While one expects Disney to saturate every market it can with its new toys, this last month saw a genuinely surprising turn. Seemingly from nowhere a pair of novels featuring two of Marvel's C-list characters just showed up in stores from Hyperion Books, Disney's adult publishing arm: Rogue Touch by Christine Woodward, featuring Rogue of the X-Men, who absorbs energy, powers and memories from anyone she touches and who was portrayed with epic levels of woodenness by Anna Paquin in the movies; and The She-Hulk Diaries by Marta Acosta, featuring She-Hulk, Bruce Banner's cousin who became a, well, female Hulk when she was in an accident and... oh, who cares?
What is interesting about these novels is not only that they feature two relatively obscure characters (stand down, nerds, I know they're not obscure to you), but that neither is a punch-'em-out action adventure. Rogue Touch is an angsty teen romance about Rogue on the run, trying to find herself and falling in with a boy with powers of his own. The She-Hulk Diaries is a quirky comic novel following She-Hulk as she tries to balance her work as an attorney with her love life as a 7-foot-tall green-skinned juggernaut, with much Bridget Jones-esque wackiness ensuing.

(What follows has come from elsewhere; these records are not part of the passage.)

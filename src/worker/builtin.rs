//! Built-in transpiler.
//!
//! Parses the unit as a JSX-enabled ES module with oxc and reports the first
//! syntax error with its line. On success, top-level `import` declarations
//! become `require` calls and JSX becomes `React.createElement` calls, both
//! in place. Every replacement is padded to the line breaks of the text it
//! replaces, so runtime line numbers still match the unit.

use std::fmt::Write as _;

use oxc::allocator::Allocator;
use oxc::ast::ast::{ImportDeclaration, ImportDeclarationSpecifier, Statement};
use oxc::ast_visit::Visit;
use oxc::parser::Parser;
use oxc::span::{GetSpan, SourceType};

use super::jsx::JsxLowering;
use super::{CompileError, Transpiler, line_at};

/// Replace `[start, end)` of the source with the given text.
pub(super) type Edit = (usize, usize, String);

#[derive(Debug, Default, Clone, Copy)]
pub struct OxcTranspiler;

impl Transpiler for OxcTranspiler {
    fn transpile(&self, source: &str) -> Result<String, CompileError> {
        let allocator = Allocator::default();
        let ret = Parser::new(&allocator, source, SourceType::jsx()).parse();

        if let Some(error) = ret.errors.first() {
            let line = error
                .labels
                .as_ref()
                .and_then(|labels| labels.first())
                .map(|label| line_at(source, label.offset()));
            return Err(CompileError::new(format!("SyntaxError: {error}"), line));
        }

        let mut edits: Vec<Edit> = Vec::new();
        for stmt in &ret.program.body {
            match stmt {
                Statement::ImportDeclaration(decl) => {
                    let span = decl.span;
                    edits.push((span.start as usize, span.end as usize, import_to_require(decl)));
                }
                Statement::ExportNamedDeclaration(_)
                | Statement::ExportDefaultDeclaration(_)
                | Statement::ExportAllDeclaration(_) => {
                    let line = line_at(source, stmt.span().start as usize);
                    return Err(CompileError::new(
                        "SyntaxError: export declarations are not supported in the playground, assign to module.exports instead",
                        Some(line),
                    ));
                }
                _ => {}
            }
        }

        let mut jsx = JsxLowering::new(source);
        jsx.visit_program(&ret.program);
        edits.extend(jsx.edits);
        edits.sort_by_key(|(start, _, _)| *start);

        Ok(splice(source, 0, source.len(), &edits))
    }
}

/// `import A, { b as c } from 'm'` -> `var A = require("m"); var c = require("m").b;`
fn import_to_require(decl: &ImportDeclaration<'_>) -> String {
    let module = serde_json::to_string(decl.source.value.as_str()).unwrap_or_default();
    let mut out = String::new();

    let Some(specifiers) = &decl.specifiers else {
        let _ = write!(out, "require({module});");
        return out;
    };
    if specifiers.is_empty() {
        let _ = write!(out, "require({module});");
        return out;
    }

    for specifier in specifiers {
        match specifier {
            ImportDeclarationSpecifier::ImportDefaultSpecifier(s) => {
                let _ = write!(out, "var {} = require({module}); ", s.local.name);
            }
            ImportDeclarationSpecifier::ImportNamespaceSpecifier(s) => {
                let _ = write!(out, "var {} = require({module}); ", s.local.name);
            }
            ImportDeclarationSpecifier::ImportSpecifier(s) => {
                let imported = serde_json::to_string(s.imported.name().as_str()).unwrap_or_default();
                let _ = write!(
                    out,
                    "var {} = require({module})[{imported}]; ",
                    s.local.name
                );
            }
        }
    }
    out.truncate(out.trim_end().len());
    out
}

/// Source range `[from, to)` with sorted, non-overlapping edits applied.
///
/// A replacement holding fewer line breaks than the text it replaces is
/// padded with the missing ones.
pub(super) fn splice(source: &str, from: usize, to: usize, edits: &[Edit]) -> String {
    let mut out = String::with_capacity(to - from);
    let mut cursor = from;
    for (start, end, replacement) in edits {
        out.push_str(&source[cursor..*start]);
        out.push_str(replacement);
        let missing = source[*start..*end]
            .matches('\n')
            .count()
            .saturating_sub(replacement.matches('\n').count());
        out.extend(std::iter::repeat_n('\n', missing));
        cursor = *end;
    }
    out.push_str(&source[cursor..to]);
    out
}
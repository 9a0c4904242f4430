//! Process-wide monotonic state: node-key and genome-id counters.
//!
//! The only mutable state shared across an evolutionary run that isn't
//! inside a `Population`/`Partitions` value. Kept as a value owned by the
//! caller (never a `static`) so independent runs don't interfere.

use rand::rngs::StdRng;
use rand::SeedableRng;

use crate::edge::NodeKey;

/// Allocates strictly-increasing node keys and genome ids for one run.
#[derive(Debug, Clone)]
pub struct Counters {
    next_node_key: NodeKey,
    next_genome_id: usize,
}

impl Counters {
    /// `min_node_count` is the first hidden-node key handed out; it must be
    /// at least `output_size` so hidden nodes never collide with output
    /// keys (`0..output_size`).
    pub fn new(min_node_count: usize) -> Self {
        Counters {
            next_node_key: min_node_count as NodeKey,
            next_genome_id: 1,
        }
    }

    pub fn next_node_key(&mut self) -> NodeKey {
        let key = self.next_node_key;
        self.next_node_key += 1;
        key
    }

    pub fn next_genome_id(&mut self) -> usize {
        let id = self.next_genome_id;
        self.next_genome_id += 1;
        id
    }
}

/// Builds the single process-wide RNG the whole run draws from.
pub fn seeded_rng(seed: u64) -> StdRng {
    StdRng::seed_from_u64(seed)
}

pub fn entropy_rng() -> StdRng {
    StdRng::from_os_rng()
}

#[cfg(test)]
mod tests {
    use super::*;

    #[test]
    fn counters_are_strictly_monotonic() {
        let mut counters = Counters::new(10);
        assert_eq!(counters.next_node_key(), 10);
        assert_eq!(counters.next_node_key(), 11);
        assert_eq!(counters.next_genome_id(), 1);
        assert_eq!(counters.next_genome_id(), 2);
    }

    #[test]
    fn seeded_rng_is_reproducible() {
        use rand::Rng;
        let mut a = seeded_rng(42);
        let mut b = seeded_rng(42);
        let xs: Vec<f64> = (0..10).map(|_| a.random::<f64>()).collect();
        let ys: Vec<f64> = (0..10).map(|_| b.random::<f64>()).collect();
        assert_eq!(xs, ys);
    }
}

In other words, Marvel Comics chick-lit. Disney may not be able to sell princesses to pubescent boys but, by the frozen head of Unca Walt, they're going to sell superheroes to teenage girls. It'll be interesting to see where this goes.
We hear a lot about corporate mergers, especially in the financial sector, where for a while there it seemed that every major bank in the world was about to coagulate into one titanic megabank, to be followed shortly thereafter with the barcoding and reprogramming of every man, woman and child on Earth. We don’t hear much from the publishing world, which was hit especially hard by the triple-whammy of the economic crash, the rise of vanity e-publishing and the seemingly unstoppable ascent of Amazon. It has just been announced, however, that Bertelsmann SE, owner of Random House, and Pearson, owner of Penguin Putnam, have merged their houses to form Penguin Random House, now the largest publisher in the world, commanding a 25 percent share of the publishing market.

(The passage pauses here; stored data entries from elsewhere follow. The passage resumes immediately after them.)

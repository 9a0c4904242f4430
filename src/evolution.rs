//! The generation loop: evaluate, speciate, reproduce, repeat until a
//! stop criterion is met.

use std::collections::HashMap;

use rand::seq::IndexedRandom;
use rand::Rng;
use tracing::{debug, info};

use crate::config::Config;
use crate::error::Result;
use crate::genome::Genome;
use crate::population::Population;
use crate::rng::Counters;
use crate::species::Partitions;

/// One generation's outcome: mean and max fitness, reported for logging
/// and for the stop criterion.
#[derive(Debug, Clone, Copy)]
pub struct GenerationStats {
    pub generation: usize,
    pub mean_fitness: f64,
    pub max_fitness: f64,
    pub population_size: usize,
    pub partition_count: usize,
}

/// Builds the next generation's population from the current one's
/// fitnesses: elitism, a fitness-proportional quota per species, then
/// crossover + mutation to fill the rest.
pub fn next_generation(
    fitnesses: &HashMap<usize, f64>,
    population: &Population,
    partitions: &Partitions,
    config: &Config,
    counters: &mut Counters,
    rng: &mut impl Rng,
) -> Result<Population> {
    let adjusted = partitions.adjust_fitnesses(fitnesses, config)?;
    let sizes = partitions.next_partition_sizes(&adjusted, population.genomes.len(), config);

    let mut next = Population::default();

    for partition in partitions.partitions.values() {
        let mut size = sizes[&partition.key] as i64;

        let mut members = partition.members.clone();
        members.sort_by(|a, b| fitnesses[b].partial_cmp(&fitnesses[a]).expect("fitness is never NaN"));

        for &gid in members.iter().take(config.elitism) {
            next.genomes.insert(gid, population.genomes[&gid].clone());
            next.ancestors.insert(gid, (gid, gid));
            size -= 1;
        }

        let cutoff = ((config.cutoff_pct * members.len() as f64).ceil() as usize).max(2);
        let old_members = &members[..members.len().min(cutoff)];

        while size > 0 {
            size -= 1;
            let &gid1 = old_members.choose(rng).expect("old_members is non-empty");
            let &gid2 = old_members.choose(rng).expect("old_members is non-empty");
            let child = population.new_child(gid1, gid2, fitnesses, config, counters, rng);
            next.ancestors.insert(child.key, (gid1, gid2));
            next.genomes.insert(child.key, child);
        }
    }

    Ok(next)
}

/// Runs generations until `fitness_fn`'s per-generation output satisfies
/// `config.stop_criterion` against `config.stop_threshold`, or
/// `config.max_generations` is exceeded. Returns the fittest genome seen
/// in the final generation along with the run's stats history.
pub fn run(
    config: &Config,
    mut fitness_fn: impl FnMut(&Genome) -> f64,
    rng: &mut impl Rng,
) -> Result<(Genome, Vec<GenerationStats>)> {
    let mut counters = Counters::new(config.min_node_count);
    let mut population = Population::initial(config, &mut counters, rng)?;
    let mut partitions = Partitions::new().repartition(&population.genomes, config);

    let mut stats = Vec::new();
    let mut generation = 0;

    loop {
        generation += 1;

        let fitnesses: HashMap<usize, f64> = population
            .genomes
            .iter()
            .map(|(&gid, genome)| (gid, fitness_fn(genome)))
            .collect();

        let values: Vec<f64> = fitnesses.values().copied().collect();
        let mean_fitness = values.iter().sum::<f64>() / values.len() as f64;
        let max_fitness = values.iter().cloned().fold(f64::NEG_INFINITY, f64::max);

        stats.push(GenerationStats {
            generation,
            mean_fitness,
            max_fitness,
            population_size: population.genomes.len(),
            partition_count: partitions.partitions.len(),
        });

        let criterion_value = config.stop_criterion.reduce(&values);
        if criterion_value >= config.stop_threshold || generation > config.max_generations {
            let (&best_gid, _) = fitnesses
                .iter()
                .max_by(|a, b| a.1.partial_cmp(b.1).expect("fitness is never NaN"))
                .expect("population is non-empty");
            info!(generation, max_fitness, "stopping");
            return Ok((population.genomes[&best_gid].clone(), stats));
        }

        info!(
            generation,
            mean_fitness,
            max_fitness,
            population = population.genomes.len(),
            partitions = partitions.partitions.len(),
            "generation complete"
        );
        debug!(?fitnesses, "per-genome fitness");

        population = next_generation(&fitnesses, &population, &partitions, config, &mut counters, rng)?;
        partitions = population.partition(&partitions, config);
    }
}

#[cfg(test)]
mod tests {
    use super::*;
    use rand::SeedableRng;

    #[test]
    fn run_stops_once_stop_threshold_is_reached() {
        let config = Config {
            population_size: 10,
            input_size: 2,
            output_size: 1,
            max_generations: 50,
            stop_threshold: 0.0,
            ..Config::default()
        };
        let mut rng = rand::rngs::StdRng::seed_from_u64(0);
        let (_, stats) = run(&config, |_| 1.0, &mut rng).unwrap();
        assert_eq!(stats.len(), 1);
        assert!(stats[0].max_fitness >= config.stop_threshold);
    }

    #[test]
    fn run_respects_max_generations_when_threshold_unreachable() {
        let config = Config {
            population_size: 10,
            input_size: 2,
            output_size: 1,
            max_generations: 3,
            stop_threshold: 1_000_000.0,
            ..Config::default()
        };
        let mut rng = rand::rngs::StdRng::seed_from_u64(1);
        let (_, stats) = run(&config, |_| 0.0, &mut rng).unwrap();
        assert_eq!(stats.len(), 4);
    }
}
//! The closed set of scalar activation functions and node aggregations.
//!
//! Both are tagged enums (not function pointers) so that node-distance can
//! compare them structurally: `Activation == Activation` and
//! `Aggregation == Aggregation` are well-defined without relying on
//! function-pointer identity.

const SIGMOID_SCALE: f64 = 2.5;
const SIGMOID_CLIP: f64 = 60.0;

#[derive(Debug, Clone, Copy, PartialEq, Eq, Hash)]
pub enum Activation {
    Sigmoid,
    Tanh,
    Relu,
    Abs,
    Sin,
    Cos,
    Step,
    Linear,
}

impl Activation {
    pub const ALL: [Activation; 8] = [
        Activation::Sigmoid,
        Activation::Tanh,
        Activation::Relu,
        Activation::Abs,
        Activation::Sin,
        Activation::Cos,
        Activation::Step,
        Activation::Linear,
    ];

    pub fn activate(&self, x: f64) -> f64 {
        match self {
            Activation::Sigmoid => {
                let z = (SIGMOID_SCALE * x).clamp(-SIGMOID_CLIP, SIGMOID_CLIP);
                1.0 / (1.0 + (-z).exp())
            }
            Activation::Tanh => {
                let z = (SIGMOID_SCALE * x).clamp(-SIGMOID_CLIP, SIGMOID_CLIP);
                z.tanh()
            }
            Activation::Relu => x.max(0.0),
            Activation::Abs => x.abs(),
            Activation::Sin => x.sin(),
            Activation::Cos => x.cos(),
            Activation::Step => {
                if x > 0.0 {
                    1.0
                } else {
                    0.0
                }
            }
            Activation::Linear => 2.0 * x,
        }
    }
}

#[derive(Debug, Clone, Copy, PartialEq, Eq, Hash)]
pub enum Aggregation {
    Sum,
}

impl Aggregation {
    pub const ALL: [Aggregation; 1] = [Aggregation::Sum];

    pub fn aggregate(&self, values: &[f64]) -> f64 {
        match self {
            Aggregation::Sum => values.iter().sum(),
        }
    }
}

impl Default for Aggregation {
    fn default() -> Self {
        Aggregation::Sum
    }
}

#[cfg(test)]
mod tests {
    use super::*;

    #[test]
    fn sigmoid_clips_large_inputs() {
        let a = Activation::Sigmoid;
        assert!((a.activate(1000.0) - 1.0).abs() < 1e-9);
        assert!((a.activate(-1000.0) - 0.0).abs() < 1e-9);
    }

    #[test]
    fn sigmoid_at_zero_is_half() {
        assert!((Activation::Sigmoid.activate(0.0) - 0.5).abs() < 1e-12);
    }

    #[test]
    fn step_uses_default_threshold_and_value() {
        assert_eq!(Activation::Step.activate(1.0), 1.0);
        assert_eq!(Activation::Step.activate(0.0), 0.0);
        assert_eq!(Activation::Step.activate(-1.0), 0.0);
    }

    #[test]
    fn linear_scales_by_two() {
        assert_eq!(Activation::Linear.activate(3.0), 6.0);
    }

    #[test]
    fn aggregation_sum() {
        assert_eq!(Aggregation::Sum.aggregate(&[1.0, 2.0, 3.0]), 6.0);
        assert_eq!(Aggregation::Sum.aggregate(&[]), 0.0);
    }
}
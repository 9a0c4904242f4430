//! Crate-wide error type for the fail-fast preconditions of the core.
//!
//! Everything else (an empty edge set during add-node, a cycle-creating
//! candidate edge, an already-occupied edge key, ...) is a normal branch and
//! is handled as a no-op rather than an error.

#[derive(thiserror::Error, miette::Diagnostic, Debug)]
pub enum NeatError {
    #[error("input vector has {actual} values, network expects {expected}")]
    InputSizeMismatch { expected: usize, actual: usize },

    #[error("output_size ({output_size}) must be less than min_node_count ({min_node_count})")]
    OutputSizeTooLarge {
        output_size: usize,
        min_node_count: usize,
    },

    #[error("cannot adjust fitnesses over an empty fitness map")]
    EmptyFitnessMap,
}

pub type Result<T> = std::result::Result<T, NeatError>;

What does this mean to you? Well, if you’re a lover of books you actually hold in your hand and don’t have to periodically recharge, quite a bit, as the merger should result in a surge of new paper product in bookstores, who should also be happy for the breathing room. It’s also news for writers, as the current freeze on new acquisitions should thaw somewhat. And perhaps most importantly, the new company looks to be able to compete with Amazon in direct book sales. This last may or may not happen, but it would be nice to see Amazon face a little competition for a change. At the very least, it may set back that company’s plans to barcode and reprogram us all.
For those who don’t already know, we recently lost a great and influential talent with the passing of Richard Matheson, the prolific and profoundly gifted writer of such works as I Am Legend and What Dreams May Come. Matheson died June 23 at age 87. Many people will not recognize his name, but he belongs to that select group of craftsmen, like Donald E. Westlake, Jack Ketcham and Angela Carter, who quietly but steadily influenced imaginative literature throughout the last 50 or 60 years.

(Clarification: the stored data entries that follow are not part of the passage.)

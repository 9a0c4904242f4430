//! A directed, weighted connection between two node keys.
//!
//! `uv` is the edge's identity within a genome: a genome holds at most one
//! `Edge` per ordered pair.

use rand::Rng;
use rand_distr::{Distribution, Normal};

use crate::config::Config;

pub type NodeKey = i64;

#[derive(Debug, Clone, Copy, PartialEq)]
pub struct Edge {
    pub uv: (NodeKey, NodeKey),
    pub weight: f64,
    pub active: bool,
}

impl Edge {
    pub fn new(u: NodeKey, v: NodeKey, config: &Config, rng: &mut impl Rng) -> Self {
        let weight = Normal::new(0.0, config.weight_init_scale)
            .expect("valid weight init scale")
            .sample(rng);
        Edge::with_weight(u, v, weight)
    }

    pub fn with_weight(u: NodeKey, v: NodeKey, weight: f64) -> Self {
        Edge {
            uv: (u, v),
            weight,
            active: true,
        }
    }

    /// Distance between this edge and `other`, scaled by `EDGE_DIST_COEFF`.
    pub fn dist(&self, other: &Edge, config: &Config) -> f64 {
        let mut d = (self.weight - other.weight).abs();
        if self.active != other.active {
            d += 1.0;
        }
        config.edge_dist_coeff * d
    }

    pub fn mutate_(&mut self, config: &Config, rng: &mut impl Rng) {
        let r: f64 = rng.random();
        if r < config.weight_mutate_rate {
            let delta = Normal::new(0.0, config.weight_mutate_scale)
                .expect("valid weight mutate scale")
                .sample(rng);
            self.weight = (self.weight + delta).clamp(-30.0, 30.0);
        } else if r < config.weight_mutate_rate + config.weight_reinit_rate {
            self.weight = Normal::new(0.0, config.weight_init_scale)
                .expect("valid weight init scale")
                .sample(rng);
        }

        if rng.random::<f64>() < config.active_mutate_rate {
            self.active = rng.random::<f64>() < 0.5;
        }
    }
}

#[cfg(test)]
mod tests {
    use super::*;
    use rand::SeedableRng;

    fn config() -> Config {
        Config::default()
    }

    #[test]
    fn dist_to_self_is_zero() {
        let edge = Edge::with_weight(-1, 0, 0.5);
        assert_eq!(edge.dist(&edge, &config()), 0.0);
    }

    #[test]
    fn dist_penalizes_active_mismatch() {
        let config = config();
        let a = Edge::with_weight(-1, 0, 1.0);
        let mut b = a;
        b.active = false;
        assert_eq!(a.dist(&b, &config), config.edge_dist_coeff);
    }

    #[test]
    fn mutate_clamps_weight_within_bounds() {
        let config = config();
        let mut rng = rand::rngs::StdRng::seed_from_u64(3);
        let mut edge = Edge::new(-1, 0, &config, &mut rng);
        for _ in 0..10_000 {
            edge.mutate_(&config, &mut rng);
            assert!(edge.weight >= -30.0 && edge.weight <= 30.0);
        }
    }
}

In addition to the works cited above (the three different film versions of I Am Legend), Matheson wrote the stories that became The Incredible Shrinking Man, Steven Spielberg’s Duel, Real Steel, and Stir of Echoes. He was also part of the Holy Trinity of writers, along with Rod Serling and Charles Beaumont, who produced the best episodes of “The Twilight Zone”—the one where William Shatner sees the monster on the wing of the plane? Matheson. Moreover, there is nary a horror novelist working today who is not in some way indebted to Richard Matheson either directly or through the literary DNA of Stephen King, who cites Matheson as one of his major influences. And that’s an understatement, as there is not a damn thing King has ever written that didn’t draw, glean or outright swipe something from the Matheson canon.
In recent years, much of Matheson’s work has surfaced in new editions and is available in bookstores. Aspiring writers, regardless of preferred genre, would do well to pick up a few of his books and learn some points in the craft of storytelling from a true master. Richard Matheson will be sorely missed.